SMEs play an important role in Singapore’s economy, employing about 72% of its workforce and contributing 48% of GDP. According to the World Bank Group, the lack of access to finance is a key constraint to SME growth. The Government will raise the maximum loan quantum from S$300,000 to S$600,000, and enhance its risk-share to up to 80% (from the current 50% to 70%) for one year until March 2021 for SMEs that borrow under the Enterprise Financing Scheme – SME Working Capital Loan.

Transformation and growth

This year’s Budget is targeted at helping SMEs and Singaporeans ride the wave of technology disruption and stay relevant.

It is Singapore’s vision to be a Global-Asia node of technology, innovation and enterprise. A sum of S$8.3b over the next three years has been allocated to three key thrusts, namely (a) enabling stronger partnerships with the world and within Singapore, (b) deepening enterprise capabilities and (c) developing people, to drive the Transformation and Growth strategy.

Singapore has a thriving startup ecosystem. Startups play an increasing role in driving innovation, bringing new ideas and solutions to the world. Additional government funding of S$300m has been set aside under the Startup SG Equity to catalyse investment into deep-tech startups in areas such as pharmbio and medtech, advanced manufacturing and agri-food tech.

SMEs can expect enhanced support to internationalise or embark on their digitalisation journey. A new Enterprise Transform Package has been introduced with a focus to strengthen local enterprises’ leadership and management capabilities.

In relation to developing the Singapore workforce, various programmes have been introduced or enhanced to support reskilling, upskilling, lifelong learning and employability.

Addressing climate change

It is heartening to note that long-term sustainability has a place in Budget 2020. Singapore is committing close to S$1b to develop new innovative solutions in the areas of renewable energy, temperature control and carbon capture, amongst others.

Incentives, tax structures and regulations will be put in place to manage greenhouse gas emissions, including enhanced incentives and revision to vehicular tax structure i.e., excise duties and road tax to encourage the adoption of cleaner and more environmentally friendly vehicles.
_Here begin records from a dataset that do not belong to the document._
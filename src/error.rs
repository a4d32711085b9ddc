use std::fmt;

/// Rejected wave tuning. Raised before any wave is generated.
#[derive(Debug)]
pub enum ConfigError {
    ZeroMinEnemies,
    MaxBelowMin { min: usize, max: usize },
    EmptyPatternList,
    PlayfieldTooSmall { width: f32, height: f32 },
    BadSpeedStep { step: f32 },
    ZeroFireIntervalFloor,
    FireFloorAboveBase { floor_ms: u64, base_ms: u64 },
    ZeroFireRamp,
    Io(std::io::Error),
    Parse(serde_json::Error),
}

impl fmt::Display for ConfigError {
    fn fmt(&self, f: &mut fmt::Formatter<'_>) -> fmt::Result {
        match self {
            Self::ZeroMinEnemies => write!(f, "min_enemies must be at least 1"),
            Self::MaxBelowMin { min, max } => {
                write!(f, "max_enemies ({max}) is below min_enemies ({min})")
            }
            Self::EmptyPatternList => write!(f, "formation pattern list is empty"),
            Self::PlayfieldTooSmall { width, height } => {
                write!(f, "playfield {width}x{height} cannot hold the player and an enemy")
            }
            Self::BadSpeedStep { step } => {
                write!(f, "speed_step must be finite and non-negative (got {step})")
            }
            Self::ZeroFireIntervalFloor => write!(f, "min_fire_interval_ms must be non-zero"),
            Self::FireFloorAboveBase { floor_ms, base_ms } => write!(
                f,
                "min_fire_interval_ms ({floor_ms}) exceeds base_fire_interval_ms ({base_ms})"
            ),
            Self::ZeroFireRamp => write!(f, "fire_ramp_every must be at least 1"),
            Self::Io(e) => write!(f, "failed to read tuning: {e}"),
            Self::Parse(e) => write!(f, "invalid tuning json: {e}"),
        }
    }
}

impl std::error::Error for ConfigError {
    fn source(&self) -> Option<&(dyn std::error::Error + 'static)> {
        match self {
            Self::Io(e) => Some(e),
            Self::Parse(e) => Some(e),
            _ => None,
        }
    }
}

impl From<std::io::Error> for ConfigError {
    fn from(e: std::io::Error) -> Self {
        Self::Io(e)
    }
}

impl From<serde_json::Error> for ConfigError {
    fn from(e: serde_json::Error) -> Self {
        Self::Parse(e)
    }
}

/// Score persistence failure. Never fatal to gameplay.
#[derive(Debug)]
pub enum StoreError {
    Io(std::io::Error),
    Corrupt(serde_json::Error),
    UnsupportedVersion { found: u32 },
}

impl fmt::Display for StoreError {
    fn fmt(&self, f: &mut fmt::Formatter<'_>) -> fmt::Result {
        match self {
            Self::Io(e) => write!(f, "score store i/o error: {e}"),
            Self::Corrupt(e) => write!(f, "score file is corrupt: {e}"),
            Self::UnsupportedVersion { found } => {
                write!(f, "unsupported score file version: {found}")
            }
        }
    }
}

impl std::error::Error for StoreError {
    fn source(&self) -> Option<&(dyn std::error::Error + 'static)> {
        match self {
            Self::Io(e) => Some(e),
            Self::Corrupt(e) => Some(e),
            Self::UnsupportedVersion { .. } => None,
        }
    }
}

impl From<std::io::Error> for StoreError {
    fn from(e: std::io::Error) -> Self {
        Self::Io(e)
    }
}

impl From<serde_json::Error> for StoreError {
    fn from(e: serde_json::Error) -> Self {
        Self::Corrupt(e)
    }
}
The Government will expand the public charging infrastructure for electric vehicles and take the lead to progressively procure and use cleaner vehicles.
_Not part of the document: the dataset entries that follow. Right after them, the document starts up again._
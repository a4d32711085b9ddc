//! Per-enemy movement rules
//!
//! Each enemy carries a [`Behavior`] tag; [`apply`] advances it by one tick.

use std::f32::consts::TAU;

use glam::Vec2;
use rand::Rng;
use serde::{Deserialize, Serialize};

use super::state::Enemy;
use crate::consts::*;

#[derive(Debug, Clone, Copy, PartialEq, Eq, Hash, Serialize, Deserialize)]
pub enum Behavior {
    /// Sweep sideways, drop a row at each edge
    Linear,
    /// Sweep sideways while bobbing around the anchor row
    Sine,
    /// Orbit the spawn point
    Circular,
    /// Like Linear with a deeper drop
    Zigzag,
}

impl Behavior {
    pub const ALL: [Behavior; 4] = [
        Behavior::Linear,
        Behavior::Sine,
        Behavior::Circular,
        Behavior::Zigzag,
    ];

    /// Uniform pick
    pub fn random<R: Rng + ?Sized>(rng: &mut R) -> Self {
        Self::ALL[rng.random_range(0..Self::ALL.len())]
    }
}

/// Advance one enemy by one tick
pub fn apply(enemy: &mut Enemy, playfield_width: f32) {
    let right_edge = playfield_width - ENEMY_SIZE;

    match enemy.behavior {
        Behavior::Linear => {
            if sweep(enemy, right_edge) {
                enemy.pos.y += LINEAR_DESCENT;
            }
        }
        Behavior::Sine => {
            if sweep(enemy, right_edge) {
                enemy.anchor.y += SINE_DESCENT;
            }
            enemy.phase = (enemy.phase + SINE_PHASE_RATE).rem_euclid(TAU);
            enemy.pos.y = enemy.anchor.y + SINE_AMPLITUDE * enemy.phase.sin();
        }
        Behavior::Circular => {
            // Orbit speed follows the wave's speed scaling
            let rate = CIRCULAR_PHASE_RATE * enemy.vel.x.abs() / ENEMY_BASE_SPEED;
            enemy.phase = (enemy.phase + rate).rem_euclid(TAU);
            enemy.pos = enemy.anchor + Vec2::new(enemy.phase.cos(), enemy.phase.sin()) * CIRCULAR_RADIUS;
        }
        Behavior::Zigzag => {
            if sweep(enemy, right_edge) {
                enemy.pos.y += ZIGZAG_DESCENT;
            }
            enemy.phase = (enemy.phase + ZIGZAG_PHASE_RATE).rem_euclid(TAU);
        }
    }
}

/// Move horizontally and bounce off the edge being approached.
/// Returns true on a bounce.
fn sweep(enemy: &mut Enemy, right_edge: f32) -> bool {
    enemy.pos.x += enemy.vel.x;

    let hit_left = enemy.pos.x <= 0.0 && enemy.vel.x < 0.0;
    let hit_right = enemy.pos.x >= right_edge && enemy.vel.x > 0.0;
    if hit_left || hit_right {
        enemy.vel.x = -enemy.vel.x;
        true
    } else {
        false
    }
}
A new Coastal and Flood Protection Fund, with an initial injection of S$5b, will be set up to deal with climate change and rising sea level.


Budget 2020 is an expansionary budget. The expected budget deficit at S$10.9b is much larger than that we have seen in recent years. It is comforting to note that the fiscal discipline maintained by the Government has allowed Singapore to fund emergency measures and continue its investments for the future, without dipping into past reserves. No GST hike is announced for now but it is a matter of time, as the nation seeks to match recurring revenue against increase in recurring expenditure, especially in  public health care costs.